No rascal to be found here. Nah. Jesus, you mean business. I shouldn’t have laughed. At all. I’m so thankful that he didn’t allow me to miss the point and that the HS (Holy Spirit) was patient enough to double back with me.

Now without breaking out my trusty commentary, I’m pretty sure this is Jesus eluding to his pre-mid-or post return. The return we pretend— on our more self righteous days or the days of unbearable pain— to long for. Honestly and mostly though, we’re cool with the idea of growing old next to our spouses and dying while holding hands peacefully in a bed together.

The reality is, He really could return before you finish reading this. And I, for one, am petrified of being caught pretending to fold clothes. I don’t really mean house chores here. But what do I mean? What is the work I should be doing if He arrived on scene?

This is where it gets muddy for me. I tend to overthink. Literally. Everything. When God says to “love people”, I’m like BRB. First, I have to figure out my identity. Who am I? What’d you create me to do? Which tool am I in your tool box that would effectively be used to love people the best? What do I need to give up? God, what’s your plan for me? And I continue down this lane of self preparedness; which isn’t bad, per se. The goal is maturity in Christendom and I definitely mean well. Nonetheless, all that jazz of exploration and understanding is kinda like looking for answers on Instagram with piles of clothes to Marie Kondo around me.

I just read about a guy… who read about a guy in Philadelphia. He was a middle school teacher who literally changed hundreds of lives by recruiting young boys off the streets and teaching them to play chess. The cheapened short version of the story is that chess is all about making one good decision after another. He knew that. And by teaching these boys to make good decisions, he radically altered their course.
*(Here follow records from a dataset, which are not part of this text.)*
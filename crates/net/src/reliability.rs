//! Sequencing, acknowledgment and retransmission over the unreliable
//! transport.
//!
//! Two streams run per connection:
//!
//! * every datagram gets a header sequence number, tracked by
//!   [`AckTracker`]/[`ReceiveTracker`] so the peer's acks tell us which
//!   datagrams arrived (and give us an RTT estimate);
//! * messages flagged reliable additionally carry a reliable-stream
//!   sequence, buffered in [`ReliableOutbound`] until acknowledged and
//!   reordered by [`ReliableInbound`] so the application sees them exactly
//!   once, in order.

use std::collections::{BTreeMap, VecDeque};
use std::time::{Duration, Instant};

use crate::message::Message;

const SEQUENCE_WRAP_THRESHOLD: u32 = u32::MAX / 2;

/// Wrap-aware sequence comparison: true when `s1` is logically after `s2`.
#[inline]
pub fn sequence_greater_than(s1: u32, s2: u32) -> bool {
    ((s1 > s2) && (s1 - s2 <= SEQUENCE_WRAP_THRESHOLD))
        || ((s1 < s2) && (s2 - s1 > SEQUENCE_WRAP_THRESHOLD))
}

#[derive(Debug, Clone)]
struct SentDatagram {
    sequence: u32,
    send_time: Instant,
    acked: bool,
}

/// Tracks outbound datagram sequences until the peer acknowledges them.
///
/// `process_ack` consumes the `(ack, bitfield)` pair from an inbound header:
/// `ack` is the highest sequence the peer has seen, bit `i` of the bitfield
/// covers `ack - 1 - i`. Returns the sequences newly acknowledged so the
/// caller can release retransmission state and advance replication cursors.
#[derive(Debug)]
pub struct AckTracker {
    sent: VecDeque<SentDatagram>,
    max_tracked: usize,
    srtt: f32,
    rtt_var: f32,
}

impl AckTracker {
    pub fn new(max_tracked: usize) -> Self {
        Self {
            sent: VecDeque::with_capacity(max_tracked),
            max_tracked,
            srtt: 100.0,
            rtt_var: 50.0,
        }
    }

    pub fn track(&mut self, sequence: u32) {
        while self.sent.len() >= self.max_tracked {
            self.sent.pop_front();
        }
        self.sent.push_back(SentDatagram {
            sequence,
            send_time: Instant::now(),
            acked: false,
        });
    }

    pub fn process_ack(&mut self, ack: u32, ack_bits: u32) -> Vec<u32> {
        let mut acked = Vec::new();
        let now = Instant::now();
        let mut rtt_samples = Vec::new();

        for entry in &mut self.sent {
            if entry.acked {
                continue;
            }

            let covered = if entry.sequence == ack {
                true
            } else if sequence_greater_than(ack, entry.sequence) {
                let diff = ack.wrapping_sub(entry.sequence);
                diff <= 32 && (ack_bits & (1 << (diff - 1))) != 0
            } else {
                false
            };

            if covered {
                entry.acked = true;
                acked.push(entry.sequence);
                rtt_samples.push(now.duration_since(entry.send_time).as_secs_f32() * 1000.0);
            }
        }

        for rtt in rtt_samples {
            self.update_rtt(rtt);
        }

        while self.sent.front().is_some_and(|e| e.acked) {
            self.sent.pop_front();
        }

        acked
    }

    fn update_rtt(&mut self, rtt: f32) {
        const ALPHA: f32 = 0.125;
        const BETA: f32 = 0.25;

        let diff = (rtt - self.srtt).abs();
        self.rtt_var = (1.0 - BETA) * self.rtt_var + BETA * diff;
        self.srtt = (1.0 - ALPHA) * self.srtt + ALPHA * rtt;
    }

    pub fn srtt(&self) -> f32 {
        self.srtt
    }

    pub fn rtt_var(&self) -> f32 {
        self.rtt_var
    }

    pub fn unacked_count(&self) -> usize {
        self.sent.iter().filter(|e| !e.acked).count()
    }
}

/// Tracks inbound datagram sequences: duplicate suppression plus the
/// `(ack, bitfield)` pair stamped onto every outbound header.
#[derive(Debug)]
pub struct ReceiveTracker {
    last_received: u32,
    received_bits: u32,
    recent: VecDeque<u32>,
    max_recent: usize,
    any_received: bool,
}

impl Default for ReceiveTracker {
    fn default() -> Self {
        Self::new()
    }
}

impl ReceiveTracker {
    pub fn new() -> Self {
        Self {
            last_received: 0,
            received_bits: 0,
            recent: VecDeque::with_capacity(128),
            max_recent: 128,
            any_received: false,
        }
    }

    /// Record a received datagram sequence. Returns false for duplicates.
    pub fn record(&mut self, sequence: u32) -> bool {
        if self.recent.contains(&sequence) {
            return false;
        }

        if self.recent.len() >= self.max_recent {
            self.recent.pop_front();
        }
        self.recent.push_back(sequence);

        if !self.any_received {
            self.any_received = true;
            self.last_received = sequence;
            self.received_bits = 0;
            return true;
        }

        if sequence_greater_than(sequence, self.last_received) {
            let diff = sequence.wrapping_sub(self.last_received);
            if diff <= 32 {
                self.received_bits = (self.received_bits << diff) | (1 << (diff - 1));
            } else {
                self.received_bits = 0;
            }
            self.last_received = sequence;
        } else {
            let diff = self.last_received.wrapping_sub(sequence);
            if diff > 0 && diff <= 32 {
                self.received_bits |= 1 << (diff - 1);
            }
        }

        true
    }

    pub fn ack_data(&self) -> (u32, u32) {
        (self.last_received, self.received_bits)
    }
}

#[derive(Debug, Clone)]
pub struct PendingReliable {
    pub sequence: u32,
    pub message: Message,
    pub first_send: Instant,
    pub last_send: Option<Instant>,
    pub send_count: u32,
}

/// Outbound reliable messages held until acknowledged.
///
/// A message is (re)sent whenever `take_due` finds it unsent or past the
/// resend interval; it leaves the buffer only on `ack`. Exhausting the retry
/// budget marks the whole connection as failed, which the registry turns
/// into a timeout disconnect.
#[derive(Debug)]
pub struct ReliableOutbound {
    pending: VecDeque<PendingReliable>,
    next_sequence: u32,
}

impl Default for ReliableOutbound {
    fn default() -> Self {
        Self::new()
    }
}

impl ReliableOutbound {
    pub fn new() -> Self {
        Self {
            pending: VecDeque::new(),
            // 0 means "nothing processed yet" on the receiving side.
            next_sequence: 1,
        }
    }

    pub fn push(&mut self, message: Message, now: Instant) -> u32 {
        let sequence = self.next_sequence;
        self.next_sequence = self.next_sequence.wrapping_add(1);
        self.pending.push_back(PendingReliable {
            sequence,
            message,
            first_send: now,
            last_send: None,
            send_count: 0,
        });
        sequence
    }

    /// Collect every message due for a (re)send and stamp its attempt.
    /// Returns `(sequence, message, is_resend)` triples.
    pub fn take_due(
        &mut self,
        now: Instant,
        resend_interval: Duration,
    ) -> Vec<(u32, Message, bool)> {
        let mut due = Vec::new();
        for entry in &mut self.pending {
            let ready = match entry.last_send {
                None => true,
                Some(last) => now.duration_since(last) >= resend_interval,
            };
            if ready {
                entry.last_send = Some(now);
                entry.send_count += 1;
                due.push((entry.sequence, entry.message.clone(), entry.send_count > 1));
            }
        }
        due
    }

    pub fn ack(&mut self, sequence: u32) -> bool {
        if let Some(pos) = self.pending.iter().position(|e| e.sequence == sequence) {
            self.pending.remove(pos);
            true
        } else {
            false
        }
    }

    /// True once any pending message has exceeded the retry or age budget.
    pub fn exhausted(&self, now: Instant, max_sends: u32, max_age: Duration) -> bool {
        self.pending.iter().any(|e| {
            e.send_count >= max_sends || now.duration_since(e.first_send) > max_age
        })
    }

    pub fn len(&self) -> usize {
        self.pending.len()
    }

    pub fn is_empty(&self) -> bool {
        self.pending.is_empty()
    }
}

/// Reorders the inbound reliable stream into strict sequence order.
#[derive(Debug)]
pub struct ReliableInbound {
    next_expected: u32,
    held: BTreeMap<u32, Message>,
    max_held: usize,
}

impl Default for ReliableInbound {
    fn default() -> Self {
        Self::new()
    }
}

impl ReliableInbound {
    pub fn new() -> Self {
        Self {
            next_expected: 1,
            held: BTreeMap::new(),
            max_held: 256,
        }
    }

    /// Accept a reliable message; returns the run of messages now
    /// deliverable in order. Sequences already processed are dropped
    /// (redelivery is idempotent), gaps are held until filled.
    pub fn accept(&mut self, sequence: u32, message: Message) -> Vec<Message> {
        if !sequence_greater_than(sequence, self.next_expected.wrapping_sub(1)) {
            log::trace!("duplicate reliable message {sequence}, already processed");
            return Vec::new();
        }

        if sequence != self.next_expected {
            if self.held.len() < self.max_held {
                self.held.insert(sequence, message);
            } else {
                log::warn!("reliable hold-back buffer full, dropping {sequence}");
            }
            return Vec::new();
        }

        let mut out = vec![message];
        self.next_expected = self.next_expected.wrapping_add(1);
        while let Some(next) = self.held.remove(&self.next_expected) {
            out.push(next);
            self.next_expected = self.next_expected.wrapping_add(1);
        }
        out
    }

    pub fn held_count(&self) -> usize {
        self.held.len()
    }
}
And isn’t that all we really need to know? Not some grand plan for our life (not that those are bad) or specific work (not that we aren’t called) while we wait. But more so just a willingness and wisdom to make a good decision. And then another. One after that. Another one again. And then just don’t stop doing that. Repeat until the end, or his unexpected return.

So I think what Jesus and the chess guy are trying to get at is that it good decisions are a good idea. And if you aim to be busy with a series of good decisions you’ll most likely 1.) arrive at checkmate, or 2.) get caught being ready on the way.